“More than a quarter of Medicare beneficiaries spent 20 percent or more of income on health care in 2016. Policymakers should consider how proposals to reform Medicare would affect those with poor health or low income,” a Commonwealth Fund analysis finds. “Abstract: Fifty-six million people — 17 percent of the U.S. population — rely on Medicare. Yet, its benefits exclude dental, vision, hearing, and long-term services, and it contains no ceiling on out-of-pocket costs for covered services, exposing beneficiaries to high costs. Goal: To inform discussion of possible changes to Medicare, this issue brief looks at beneficiaries’ out-of-pocket costs by income and health status. Methods: Spending estimates based on the Medicare Current Beneficiary Survey. Findings and Conclusion: More than one-fourth of all Medicare beneficiaries—15 million people—spend 20 percent or more of their incomes on premiums plus medical care, including cost-sharing and uncovered services. Beneficiaries with incomes below 200 percent of the poverty level (just under $24,000 for a single person) and those with multiple chronic conditions or functional limitations are at significant financial risk. Overall, beneficiaries spent an average of $3,024 per year on out-of-pocket costs. Financial burdens and access gaps highlight the need to approach reform with caution.

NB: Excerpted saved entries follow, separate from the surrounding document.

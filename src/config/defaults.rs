//! Stock values for persisted settings and the fixed engineering constants.

/// Volume amplification factor applied to the log energy.
pub const DEFAULT_AUDIO_AMPLIFY: i32 = 16;
/// Counter increment per above-threshold chunk.
pub const DEFAULT_DURATION_INFLUENCE: i32 = 10;
/// Seconds an unanswered alert call rings before it is released.
pub const DEFAULT_CALL_SETUP_SECS: u64 = 30;
/// Seconds between arming the monitor and it going live.
pub const DEFAULT_ACTIVATION_DELAY_SECS: u64 = 0;
/// Pause in seconds after a notification before monitoring re-activates.
pub const DEFAULT_RECALL_DELAY_SECS: u64 = 180;

/// Threshold for both the chunk volume and the reported alarm counter.
pub const VOLUME_THRESHOLD: i32 = 100;
/// The reported counter clips at this value.
pub const COUNTER_MAX: i32 = 120;
/// Counter decrement per below-threshold chunk.
pub const COUNTER_DECREMENT: i32 = 3;
/// Internal counter granularity per reported counter step.
pub const COUNTER_SCALE: i32 = 5;
/// Maximum duration of an established call before it is force-dropped.
pub const CALL_HOLD_SECS: u64 = 300;
/// How long the notify script gets to come up before the attempt fails.
pub const SCRIPT_START_TIMEOUT_MS: u64 = 2_000;
/// Wait after a call ends before capture restarts.
pub const RESUME_DELAY_MS: u64 = 2_000;
/// Audio chunk duration processed per analysis pass.
pub const SAMPLE_INTERVAL_MS: u64 = 800;
/// Samples per peak-detection sub-window.
pub const SAMPLE_SUBINTERVAL: usize = 16;
/// Backoff before retrying a failed capture start.
pub const AUDIO_RETRY_MS: u64 = 5_000;

/// Control channel capacity; chunk delivery drops rather than blocks when
/// the loop falls behind.
pub const EVENT_CHANNEL_CAPACITY: usize = 64;

// CLI validation bounds.
pub const MIN_AUDIO_AMPLIFY: i32 = 1;
pub const MAX_AUDIO_AMPLIFY: i32 = 1_000;
pub const MIN_DURATION_INFLUENCE: i32 = 1;
pub const MAX_DURATION_INFLUENCE: i32 = 600;
pub const MIN_CALL_SETUP_SECS: u64 = 5;
pub const MAX_CALL_SETUP_SECS: u64 = 120;
pub const MAX_DELAY_SECS: u64 = 3_600;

Already-high burdens suggest restructuring cost-sharing to ensure affordability and to provide relief for low-income beneficiaries.
“Introduction For more than 50 years, Medicare has been a stable, trusted source of health insurance that provides basic access and financial protection for elderly and disabled beneficiaries for acute hospital and medical care services.

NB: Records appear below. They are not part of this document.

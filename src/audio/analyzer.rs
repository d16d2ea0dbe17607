//! Volume extraction and the time-based alarm counter.
//!
//! Each chunk is reduced with a peak detector rather than an RMS meter: the
//! point is to catch short cries, not to measure averaged ambient loudness.

use crate::config::defaults::COUNTER_SCALE;
use crate::settings::MonitorConfig;

/// Tunables for one analyzer instance.
#[derive(Debug, Clone)]
pub struct AnalyzerConfig {
    pub amplify: i32,
    /// Counter increment per above-threshold chunk.
    pub increment: i32,
    /// Counter decrement per below-threshold chunk.
    pub decrement: i32,
    pub threshold: i32,
    /// The reported counter clips at this value.
    pub counter_max: i32,
    /// Samples per peak-detection sub-window.
    pub subinterval: usize,
}

impl From<&MonitorConfig> for AnalyzerConfig {
    fn from(cfg: &MonitorConfig) -> Self {
        Self {
            amplify: cfg.audio_amplify,
            increment: cfg.duration_influence,
            decrement: cfg.counter_decrement,
            threshold: cfg.volume_threshold,
            counter_max: cfg.counter_max,
            subinterval: cfg.subinterval,
        }
    }
}

/// One analysis result per processed chunk.
#[derive(Debug, Clone, Copy, PartialEq, Eq)]
pub struct AudioReading {
    /// Debounced alarm counter, already rescaled for reporting.
    pub counter: i32,
    pub volume: i32,
}

/// Turns raw sample chunks into volume readings and maintains the counter.
///
/// The internal counter keeps finer granularity than what is reported; the
/// division by the scale factor keeps the reported value from oscillating at
/// the threshold boundary.
pub struct VolumeAnalyzer {
    cfg: AnalyzerConfig,
    counter: i32,
}

impl VolumeAnalyzer {
    pub fn new(cfg: AnalyzerConfig) -> Self {
        Self { cfg, counter: 0 }
    }

    /// Clear the accumulated counter, used when monitoring re-arms.
    pub fn reset(&mut self) {
        self.counter = 0;
    }

    /// Process one chunk and return the resulting reading.
    ///
    /// The chunk is split into consecutive sub-windows; the positive peak of
    /// each window is summed into an energy value, and the volume is the
    /// amplified logarithm of the energy normalized by the chunk length.
    /// A silent chunk has zero energy, so the logarithm goes to negative
    /// infinity; the cast saturates and the clamp floors the volume at zero.
    pub fn process(&mut self, chunk: &[i16]) -> AudioReading {
        let subinterval = self.cfg.subinterval.max(1);
        let mut energy: u64 = 0;
        for window in chunk.chunks(subinterval) {
            let peak = window.iter().copied().max().unwrap_or(0).max(0);
            energy += peak as u64;
        }

        let volume = if chunk.is_empty() {
            0
        } else {
            let scaled = energy as f64 * subinterval as f64 / chunk.len() as f64;
            let raw = self.cfg.amplify as f64 * scaled.ln();
            (raw as i32).max(0)
        };

        if volume > self.cfg.threshold {
            self.counter += self.cfg.increment;
            let ceiling = self.cfg.counter_max * COUNTER_SCALE;
            if self.counter > ceiling {
                self.counter = ceiling;
            }
        } else {
            self.counter -= self.cfg.decrement;
            if self.counter < 0 {
                self.counter = 0;
            }
        }

        AudioReading {
            counter: self.counter / COUNTER_SCALE,
            volume,
        }
    }

    #[cfg(test)]
    pub(crate) fn internal_counter(&self) -> i32 {
        self.counter
    }
}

- The program has directly contributed to sharp declines in mortality and longer life expectancy for those age 65 and older.
- It also has succeeded in holding spending per beneficiary nearly flat over the past five years, below private insurance increases.
- But Medicare’s benefit design also includes high cost-sharing and no limit on out-of-pocket costs. Although prescription drugs were added in 2006, beneficiaries are required to purchase a separate private plan.
“If they want to buy private Medigap supplemental coverage for cost-sharing, they incur significant additional premiums. Even after they pay for supplemental drug and Medigap plans, beneficiaries face the cost of dental, hearing, vision, and long-term services—all excluded from Medicare. For beneficiaries with multiple illnesses or serious functional limitations, out-of-pocket costs can easily add up to thousands of dollars per year. The resulting out-of-pocket costs for health care and premiums can add up to a substantial share of income, especially for those living on modest or low incomes.” “Medicare Beneficiaries’ High Out-of-Pocket Costs,” The Commonwealth Fund.